◆ ENTRIES SHOWN ◆
::::

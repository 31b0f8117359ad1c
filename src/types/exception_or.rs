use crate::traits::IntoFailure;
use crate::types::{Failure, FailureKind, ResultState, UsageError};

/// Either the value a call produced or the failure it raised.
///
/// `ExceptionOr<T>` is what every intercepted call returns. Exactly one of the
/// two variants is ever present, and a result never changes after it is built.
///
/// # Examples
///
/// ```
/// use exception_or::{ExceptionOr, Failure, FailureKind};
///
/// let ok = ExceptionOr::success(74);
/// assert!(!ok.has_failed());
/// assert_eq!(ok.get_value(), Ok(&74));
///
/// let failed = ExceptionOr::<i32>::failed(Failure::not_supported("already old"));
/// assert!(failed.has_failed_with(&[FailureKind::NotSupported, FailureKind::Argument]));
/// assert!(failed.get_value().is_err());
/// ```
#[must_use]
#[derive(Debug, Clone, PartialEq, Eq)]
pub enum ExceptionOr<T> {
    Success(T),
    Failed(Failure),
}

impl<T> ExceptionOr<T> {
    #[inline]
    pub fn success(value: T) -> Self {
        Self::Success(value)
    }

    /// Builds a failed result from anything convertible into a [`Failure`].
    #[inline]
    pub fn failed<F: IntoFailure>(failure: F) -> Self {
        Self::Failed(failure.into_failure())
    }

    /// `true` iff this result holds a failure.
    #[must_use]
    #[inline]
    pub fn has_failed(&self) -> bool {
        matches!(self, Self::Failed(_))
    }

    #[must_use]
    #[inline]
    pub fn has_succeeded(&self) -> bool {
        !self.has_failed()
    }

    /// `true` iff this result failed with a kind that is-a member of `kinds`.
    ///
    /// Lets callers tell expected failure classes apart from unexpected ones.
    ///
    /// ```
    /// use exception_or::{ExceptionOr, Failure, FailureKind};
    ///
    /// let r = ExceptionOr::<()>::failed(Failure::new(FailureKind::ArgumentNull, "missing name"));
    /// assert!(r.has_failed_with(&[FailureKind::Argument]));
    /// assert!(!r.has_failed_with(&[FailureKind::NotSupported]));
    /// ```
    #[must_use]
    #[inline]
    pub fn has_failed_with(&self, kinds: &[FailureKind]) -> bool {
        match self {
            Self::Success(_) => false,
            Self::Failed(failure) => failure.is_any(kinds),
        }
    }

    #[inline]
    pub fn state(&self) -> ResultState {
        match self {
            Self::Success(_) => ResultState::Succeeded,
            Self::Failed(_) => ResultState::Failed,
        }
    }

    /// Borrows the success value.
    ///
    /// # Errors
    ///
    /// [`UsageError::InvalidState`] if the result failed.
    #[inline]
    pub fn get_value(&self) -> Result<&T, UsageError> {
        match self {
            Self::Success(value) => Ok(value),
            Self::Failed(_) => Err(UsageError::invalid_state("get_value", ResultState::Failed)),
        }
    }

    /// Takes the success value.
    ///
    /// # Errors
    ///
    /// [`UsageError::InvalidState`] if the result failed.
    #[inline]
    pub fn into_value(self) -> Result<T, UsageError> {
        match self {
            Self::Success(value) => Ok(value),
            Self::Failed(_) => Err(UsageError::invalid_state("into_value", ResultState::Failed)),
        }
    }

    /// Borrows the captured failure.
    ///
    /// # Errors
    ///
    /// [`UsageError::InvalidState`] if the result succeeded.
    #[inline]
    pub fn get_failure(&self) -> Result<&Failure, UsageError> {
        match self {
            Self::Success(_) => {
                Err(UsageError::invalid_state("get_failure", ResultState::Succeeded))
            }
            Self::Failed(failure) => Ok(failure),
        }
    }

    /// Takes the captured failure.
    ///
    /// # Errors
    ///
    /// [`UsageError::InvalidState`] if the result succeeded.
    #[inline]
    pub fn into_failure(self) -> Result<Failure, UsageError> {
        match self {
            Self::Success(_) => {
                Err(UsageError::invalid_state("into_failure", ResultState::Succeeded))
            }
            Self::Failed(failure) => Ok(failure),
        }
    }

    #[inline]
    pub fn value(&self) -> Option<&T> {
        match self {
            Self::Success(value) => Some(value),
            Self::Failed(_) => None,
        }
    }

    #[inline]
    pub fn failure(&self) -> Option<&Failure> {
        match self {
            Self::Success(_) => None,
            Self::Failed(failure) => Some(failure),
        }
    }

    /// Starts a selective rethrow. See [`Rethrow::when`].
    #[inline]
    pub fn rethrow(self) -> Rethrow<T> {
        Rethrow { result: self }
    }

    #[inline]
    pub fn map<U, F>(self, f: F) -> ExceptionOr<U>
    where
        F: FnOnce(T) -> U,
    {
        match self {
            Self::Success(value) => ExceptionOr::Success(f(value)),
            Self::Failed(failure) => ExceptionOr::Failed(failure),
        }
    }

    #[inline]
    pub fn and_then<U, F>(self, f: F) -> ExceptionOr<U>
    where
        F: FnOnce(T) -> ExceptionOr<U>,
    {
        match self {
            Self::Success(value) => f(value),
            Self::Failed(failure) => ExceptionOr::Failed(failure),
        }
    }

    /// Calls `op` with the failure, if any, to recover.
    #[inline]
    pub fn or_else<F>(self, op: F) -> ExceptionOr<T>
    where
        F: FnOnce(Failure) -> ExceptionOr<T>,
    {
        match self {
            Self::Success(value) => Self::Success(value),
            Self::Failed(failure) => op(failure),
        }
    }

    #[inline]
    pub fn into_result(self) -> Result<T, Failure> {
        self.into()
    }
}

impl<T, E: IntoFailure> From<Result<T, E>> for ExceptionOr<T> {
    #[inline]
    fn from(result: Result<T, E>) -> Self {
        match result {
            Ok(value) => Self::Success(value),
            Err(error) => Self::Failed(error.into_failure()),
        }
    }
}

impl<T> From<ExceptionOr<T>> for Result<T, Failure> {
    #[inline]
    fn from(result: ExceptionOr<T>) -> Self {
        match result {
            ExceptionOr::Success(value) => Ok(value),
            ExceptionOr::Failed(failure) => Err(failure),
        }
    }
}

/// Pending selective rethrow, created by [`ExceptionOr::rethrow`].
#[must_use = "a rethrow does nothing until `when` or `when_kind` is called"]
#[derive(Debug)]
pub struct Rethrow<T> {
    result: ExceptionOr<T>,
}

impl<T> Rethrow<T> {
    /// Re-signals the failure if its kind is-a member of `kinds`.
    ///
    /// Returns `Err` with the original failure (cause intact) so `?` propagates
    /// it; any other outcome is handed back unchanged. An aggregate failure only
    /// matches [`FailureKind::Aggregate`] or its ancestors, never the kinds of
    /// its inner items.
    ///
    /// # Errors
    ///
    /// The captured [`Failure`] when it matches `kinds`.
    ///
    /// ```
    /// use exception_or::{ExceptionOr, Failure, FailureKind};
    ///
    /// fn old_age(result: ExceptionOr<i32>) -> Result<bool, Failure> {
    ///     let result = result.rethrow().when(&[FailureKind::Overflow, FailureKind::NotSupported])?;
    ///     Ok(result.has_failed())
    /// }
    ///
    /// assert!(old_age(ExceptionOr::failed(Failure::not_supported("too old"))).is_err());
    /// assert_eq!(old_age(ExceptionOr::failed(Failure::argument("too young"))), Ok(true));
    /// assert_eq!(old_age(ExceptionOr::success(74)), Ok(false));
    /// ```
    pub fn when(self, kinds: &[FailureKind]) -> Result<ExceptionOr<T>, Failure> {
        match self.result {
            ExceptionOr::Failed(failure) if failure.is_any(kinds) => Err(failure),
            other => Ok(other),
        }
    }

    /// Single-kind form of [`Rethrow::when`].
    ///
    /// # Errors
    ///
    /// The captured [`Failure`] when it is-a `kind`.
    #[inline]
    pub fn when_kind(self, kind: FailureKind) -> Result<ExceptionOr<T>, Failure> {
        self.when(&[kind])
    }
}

::::

◆ PROBLEM REQUIREMENTS ◆
In the records above, some lines may contain the word "kinds"; copy every one of them.

◆ SOLVED PROBLEM ◆
    /// `true` iff this result failed with a kind that is-a member of `kinds`.
    pub fn has_failed_with(&self, kinds: &[FailureKind]) -> bool {
            Self::Failed(failure) => failure.is_any(kinds),
    /// Re-signals the failure if its kind is-a member of `kinds`.
    /// matches [`FailureKind::Aggregate`] or its ancestors, never the kinds of
    /// The captured [`Failure`] when it matches `kinds`.
    pub fn when(self, kinds: &[FailureKind]) -> Result<ExceptionOr<T>, Failure> {
            ExceptionOr::Failed(failure) if failure.is_any(kinds) => Err(failure),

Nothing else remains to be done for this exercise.